▶ [What you will do]
Print the listing once more, exactly as it stands.
.....
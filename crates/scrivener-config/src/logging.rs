use serde::{Deserialize, Serialize};
use strum::{Display, EnumString};

/// Output formats understood by the telemetry subscriber.
#[derive(
    Debug, Clone, Copy, Default, Deserialize, Serialize, PartialEq, Eq, EnumString, Display,
)]
#[serde(rename_all = "snake_case")]
#[strum(serialize_all = "snake_case", ascii_case_insensitive)]
pub enum LogFormat {
    /// One JSON object per event, flattened for log shippers.
    Json,
    /// Single-line human output. Used by default for interactive runs.
    #[default]
    Compact,
}

/// Errors encountered while parsing a [`LogFormat`] from text.
pub type LogFormatParseError = strum::ParseError;

#[cfg(test)]
mod tests {
    use super::*;

    #[test]
    fn parses_case_insensitively() {
        assert_eq!("JSON".parse::<LogFormat>().ok(), Some(LogFormat::Json));
        assert_eq!("compact".parse::<LogFormat>().ok(), Some(LogFormat::Compact));
    }

    #[test]
    fn rejects_unknown_formats() {
        assert!("pretty".parse::<LogFormat>().is_err());
    }
}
.....
▶ [Solution]
filename crates/scrivener-config/src/logging.rs
use serde::{Deserialize, Serialize};
use strum::{Display, EnumString};

/// Output formats understood by the telemetry subscriber.
#[derive(
    Debug, Clone, Copy, Default, Deserialize, Serialize, PartialEq, Eq, EnumString, Display,
)]
#[serde(rename_all = "snake_case")]
#[strum(serialize_all = "snake_case", ascii_case_insensitive)]
pub enum LogFormat {
    /// One JSON object per event, flattened for log shippers.
    Json,
    /// Single-line human output. Used by default for interactive runs.
    #[default]
    Compact,
}

/// Errors encountered while parsing a [`LogFormat`] from text.
pub type LogFormatParseError = strum::ParseError;

#[cfg(test)]
mod tests {
    use super::*;

    #[test]
    fn parses_case_insensitively() {
        assert_eq!("JSON".parse::<LogFormat>().ok(), Some(LogFormat::Json));
        assert_eq!("compact".parse::<LogFormat>().ok(), Some(LogFormat::Compact));
    }

    #[test]
    fn rejects_unknown_formats() {
        assert!("pretty".parse::<LogFormat>().is_err());
    }
}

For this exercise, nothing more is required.